→ **AIM OF THE TASK**
Which of the lines below include "ExitOutcome"? Each one should be copied out.

→ **RECORDS FOR THIS TASK**
________________
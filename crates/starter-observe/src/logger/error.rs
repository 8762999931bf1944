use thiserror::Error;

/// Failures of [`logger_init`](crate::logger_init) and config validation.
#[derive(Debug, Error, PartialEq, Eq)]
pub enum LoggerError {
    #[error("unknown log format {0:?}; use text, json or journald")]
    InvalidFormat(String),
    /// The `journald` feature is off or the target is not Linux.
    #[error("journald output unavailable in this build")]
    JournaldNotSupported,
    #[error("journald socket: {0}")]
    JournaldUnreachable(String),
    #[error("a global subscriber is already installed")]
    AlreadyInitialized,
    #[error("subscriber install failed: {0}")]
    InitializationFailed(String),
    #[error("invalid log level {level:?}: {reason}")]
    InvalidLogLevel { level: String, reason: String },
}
________________
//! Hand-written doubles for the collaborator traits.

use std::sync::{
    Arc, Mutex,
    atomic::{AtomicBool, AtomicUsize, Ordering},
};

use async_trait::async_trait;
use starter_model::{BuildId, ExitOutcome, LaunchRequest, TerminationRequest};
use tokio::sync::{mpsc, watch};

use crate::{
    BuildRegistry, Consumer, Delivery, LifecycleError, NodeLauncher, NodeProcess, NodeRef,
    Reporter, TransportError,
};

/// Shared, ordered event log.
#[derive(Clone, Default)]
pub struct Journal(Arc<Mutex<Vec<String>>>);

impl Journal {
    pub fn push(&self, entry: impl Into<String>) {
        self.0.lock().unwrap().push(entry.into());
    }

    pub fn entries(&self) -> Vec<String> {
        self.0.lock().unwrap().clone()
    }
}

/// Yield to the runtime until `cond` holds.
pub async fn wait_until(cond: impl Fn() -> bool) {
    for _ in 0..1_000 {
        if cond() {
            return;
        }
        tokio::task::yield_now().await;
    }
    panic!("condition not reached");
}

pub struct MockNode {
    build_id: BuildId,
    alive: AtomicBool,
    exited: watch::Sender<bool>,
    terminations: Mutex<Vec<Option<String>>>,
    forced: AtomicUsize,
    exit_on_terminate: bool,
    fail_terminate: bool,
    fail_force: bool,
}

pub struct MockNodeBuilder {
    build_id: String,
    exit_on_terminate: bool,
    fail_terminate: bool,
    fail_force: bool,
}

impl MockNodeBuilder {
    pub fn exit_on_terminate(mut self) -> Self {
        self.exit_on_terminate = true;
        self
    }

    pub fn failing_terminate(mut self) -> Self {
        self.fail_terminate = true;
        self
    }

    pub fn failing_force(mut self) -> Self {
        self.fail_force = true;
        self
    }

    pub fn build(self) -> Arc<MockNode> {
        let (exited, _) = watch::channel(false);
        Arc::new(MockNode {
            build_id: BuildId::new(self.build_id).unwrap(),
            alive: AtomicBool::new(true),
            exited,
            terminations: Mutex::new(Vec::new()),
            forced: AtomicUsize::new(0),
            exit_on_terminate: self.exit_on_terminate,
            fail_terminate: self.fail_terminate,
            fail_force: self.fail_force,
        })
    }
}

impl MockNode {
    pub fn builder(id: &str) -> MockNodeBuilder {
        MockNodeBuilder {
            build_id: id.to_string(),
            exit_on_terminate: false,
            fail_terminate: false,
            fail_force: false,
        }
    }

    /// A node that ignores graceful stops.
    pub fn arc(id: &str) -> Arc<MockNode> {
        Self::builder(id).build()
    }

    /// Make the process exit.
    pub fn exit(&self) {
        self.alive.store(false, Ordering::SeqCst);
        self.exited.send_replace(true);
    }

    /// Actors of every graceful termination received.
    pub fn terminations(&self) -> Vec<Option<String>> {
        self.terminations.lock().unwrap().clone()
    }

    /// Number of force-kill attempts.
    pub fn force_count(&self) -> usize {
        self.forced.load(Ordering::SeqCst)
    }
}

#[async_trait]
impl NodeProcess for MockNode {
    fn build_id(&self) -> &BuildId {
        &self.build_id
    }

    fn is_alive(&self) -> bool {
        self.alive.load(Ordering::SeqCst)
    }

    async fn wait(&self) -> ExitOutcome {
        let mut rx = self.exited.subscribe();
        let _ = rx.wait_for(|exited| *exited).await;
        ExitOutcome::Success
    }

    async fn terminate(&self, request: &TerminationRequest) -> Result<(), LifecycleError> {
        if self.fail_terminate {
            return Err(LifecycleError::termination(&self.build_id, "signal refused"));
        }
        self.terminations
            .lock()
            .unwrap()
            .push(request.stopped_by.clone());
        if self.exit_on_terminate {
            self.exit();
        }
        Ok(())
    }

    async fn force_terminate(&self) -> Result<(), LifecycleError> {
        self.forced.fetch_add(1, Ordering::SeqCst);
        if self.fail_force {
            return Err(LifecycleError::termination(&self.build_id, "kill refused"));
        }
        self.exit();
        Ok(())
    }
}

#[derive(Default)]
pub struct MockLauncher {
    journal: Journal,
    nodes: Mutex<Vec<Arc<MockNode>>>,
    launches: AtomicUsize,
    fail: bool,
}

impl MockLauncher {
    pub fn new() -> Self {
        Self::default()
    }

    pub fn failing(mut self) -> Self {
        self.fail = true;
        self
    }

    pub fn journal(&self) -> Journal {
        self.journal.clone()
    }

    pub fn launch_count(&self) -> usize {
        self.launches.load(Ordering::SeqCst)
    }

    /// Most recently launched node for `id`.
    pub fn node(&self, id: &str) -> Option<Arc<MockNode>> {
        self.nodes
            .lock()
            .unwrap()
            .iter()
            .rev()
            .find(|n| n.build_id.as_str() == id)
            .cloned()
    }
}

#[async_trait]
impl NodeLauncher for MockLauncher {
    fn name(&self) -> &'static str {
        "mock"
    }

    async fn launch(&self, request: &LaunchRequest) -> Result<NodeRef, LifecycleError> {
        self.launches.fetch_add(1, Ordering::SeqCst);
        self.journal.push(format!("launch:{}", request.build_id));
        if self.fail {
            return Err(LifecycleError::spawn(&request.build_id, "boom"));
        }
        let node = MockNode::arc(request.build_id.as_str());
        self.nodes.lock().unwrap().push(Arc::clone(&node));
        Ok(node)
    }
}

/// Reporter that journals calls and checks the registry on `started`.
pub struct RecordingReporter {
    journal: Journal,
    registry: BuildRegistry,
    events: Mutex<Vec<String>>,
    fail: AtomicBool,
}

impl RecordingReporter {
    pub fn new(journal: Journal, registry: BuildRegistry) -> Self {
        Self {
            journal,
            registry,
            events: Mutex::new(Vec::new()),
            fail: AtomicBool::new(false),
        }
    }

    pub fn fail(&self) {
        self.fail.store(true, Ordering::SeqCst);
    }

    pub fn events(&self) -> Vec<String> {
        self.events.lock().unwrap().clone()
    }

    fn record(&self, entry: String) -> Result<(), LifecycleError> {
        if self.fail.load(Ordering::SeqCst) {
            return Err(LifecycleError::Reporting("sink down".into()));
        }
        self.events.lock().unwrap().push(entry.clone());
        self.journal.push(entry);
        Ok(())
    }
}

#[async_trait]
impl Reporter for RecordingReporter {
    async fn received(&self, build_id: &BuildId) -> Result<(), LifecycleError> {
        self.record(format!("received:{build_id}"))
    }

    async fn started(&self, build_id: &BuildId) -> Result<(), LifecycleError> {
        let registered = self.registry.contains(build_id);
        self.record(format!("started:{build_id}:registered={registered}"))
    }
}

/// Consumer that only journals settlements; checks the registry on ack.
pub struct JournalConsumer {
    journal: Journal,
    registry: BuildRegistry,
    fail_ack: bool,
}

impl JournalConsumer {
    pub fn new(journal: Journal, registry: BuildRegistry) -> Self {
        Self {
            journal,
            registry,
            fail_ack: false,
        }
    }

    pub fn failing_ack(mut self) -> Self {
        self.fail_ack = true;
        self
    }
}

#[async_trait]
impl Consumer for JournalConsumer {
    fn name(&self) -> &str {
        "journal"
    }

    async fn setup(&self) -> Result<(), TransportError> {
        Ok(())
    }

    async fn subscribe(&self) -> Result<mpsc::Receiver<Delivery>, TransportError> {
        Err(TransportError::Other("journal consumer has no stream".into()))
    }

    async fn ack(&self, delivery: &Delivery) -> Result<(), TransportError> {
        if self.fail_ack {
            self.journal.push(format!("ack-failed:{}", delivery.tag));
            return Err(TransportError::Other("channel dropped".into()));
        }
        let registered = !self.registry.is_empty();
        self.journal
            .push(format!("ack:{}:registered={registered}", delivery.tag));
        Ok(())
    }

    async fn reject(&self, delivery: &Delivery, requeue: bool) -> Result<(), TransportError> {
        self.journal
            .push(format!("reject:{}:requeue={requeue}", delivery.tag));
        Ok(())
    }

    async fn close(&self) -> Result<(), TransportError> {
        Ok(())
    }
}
________________
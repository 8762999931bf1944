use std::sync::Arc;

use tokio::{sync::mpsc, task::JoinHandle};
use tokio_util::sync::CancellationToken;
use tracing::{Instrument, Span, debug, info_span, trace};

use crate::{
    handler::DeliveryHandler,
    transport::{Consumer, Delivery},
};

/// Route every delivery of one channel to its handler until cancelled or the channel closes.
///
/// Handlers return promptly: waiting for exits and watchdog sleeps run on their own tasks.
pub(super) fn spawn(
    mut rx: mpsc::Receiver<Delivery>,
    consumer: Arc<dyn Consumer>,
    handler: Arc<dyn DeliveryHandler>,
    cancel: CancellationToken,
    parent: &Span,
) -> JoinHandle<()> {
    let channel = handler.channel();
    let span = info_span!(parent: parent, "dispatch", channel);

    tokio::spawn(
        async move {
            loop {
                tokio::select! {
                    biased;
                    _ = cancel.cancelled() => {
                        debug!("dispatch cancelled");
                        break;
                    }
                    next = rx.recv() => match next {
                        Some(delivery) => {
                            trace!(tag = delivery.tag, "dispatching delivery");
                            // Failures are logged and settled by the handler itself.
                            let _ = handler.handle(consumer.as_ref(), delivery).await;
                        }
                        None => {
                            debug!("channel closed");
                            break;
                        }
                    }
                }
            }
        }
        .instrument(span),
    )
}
________________
→ **RESULT OF THE EXERCISE**
use starter_model::{BuildId, ExitOutcome, LaunchRequest, TerminationRequest};
    async fn wait(&self) -> ExitOutcome {
        ExitOutcome::Success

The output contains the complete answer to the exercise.